Kauffmann G W, Richter G M, Rohrbach R, Wenz W
Department of Diagnostic Radiology, University of Freiburg, Germany.
Cardiovasc Intervent Radiol. 1989 Jan-Feb;12(1):22-8. doi: 10.1007/BF02577121.
Nine patients with renal cell carcinoma and severe hematuria were palliatively treated with a new type of angioocclusion: the concept of capillary embolization. The so-called occlusion gel Ethibloc was used as embolizing agent. Each patient was followed up until death or for at least 4 years. All patients had a stage T3 or T4 tumor, 3 patients had metastases to multiple organs, 3 had lung metastases, and 3 were free of metastatic disease. In all cases, very high volumes (14-40 ml) of the embolizing agent were necessary to achieve total occlusion of the entire arterial compartment.
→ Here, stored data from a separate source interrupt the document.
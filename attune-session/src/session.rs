//! Recommendation session state machine
//!
//! One session owns the article pool fetched for the current preferences,
//! the persisted set of already-shown article ids, and the batch currently
//! on screen. Batches are drawn uniformly at random without replacement;
//! once every pool member has been shown the session is exhausted and keeps
//! serving empty batches until the next fetch.

use std::collections::HashSet;
use std::sync::Arc;

use parking_lot::{Mutex, RwLock};
use rand::rngs::StdRng;
use rand::seq::SliceRandom;
use rand::SeedableRng;
use serde::Serialize;
use tracing::{debug, info, instrument, warn};

use attune_core::{Article, PreferenceSet};
use attune_news::{build_request, filter_by_length, normalize, ArticleSearch};

use crate::store::KeyValueStore;

/// Persistence key for the shown article ids
pub const SHOWN_IDS_KEY: &str = "shown_recommendation_ids";
/// Persistence key for the batch-size preference
pub const QUANTITY_KEY: &str = "recommendation_quantity";

const DEFAULT_QUANTITY: usize = 4;
const MIN_QUANTITY: usize = 3;
const MAX_QUANTITY: usize = 5;

#[derive(Debug, Default)]
struct SessionState {
    /// Pool fetched for the current preferences; fixed until the next fetch
    pool: Vec<Article>,
    /// Identities already delivered from the current pool
    shown_ids: HashSet<String>,
    /// Batch currently on screen
    displayed: Vec<Article>,
    quantity: usize,
    is_loading: bool,
    error_message: Option<String>,
    exhausted: bool,
    no_results: bool,
}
Patients without metastatic disease had a mean survival time of 6 years and 4 months, all of them without signs of malignant disease. Patients with metastases had a mean survival time of 3 years. Compared with the natural history of renal cell carcinoma treated otherwise, this represents a substantial prolongation of survival time. Contrary to other angioocclusive treatment modalities, the concept of capillary occlusion with Ethibloc seems to achieve total tumor destruction.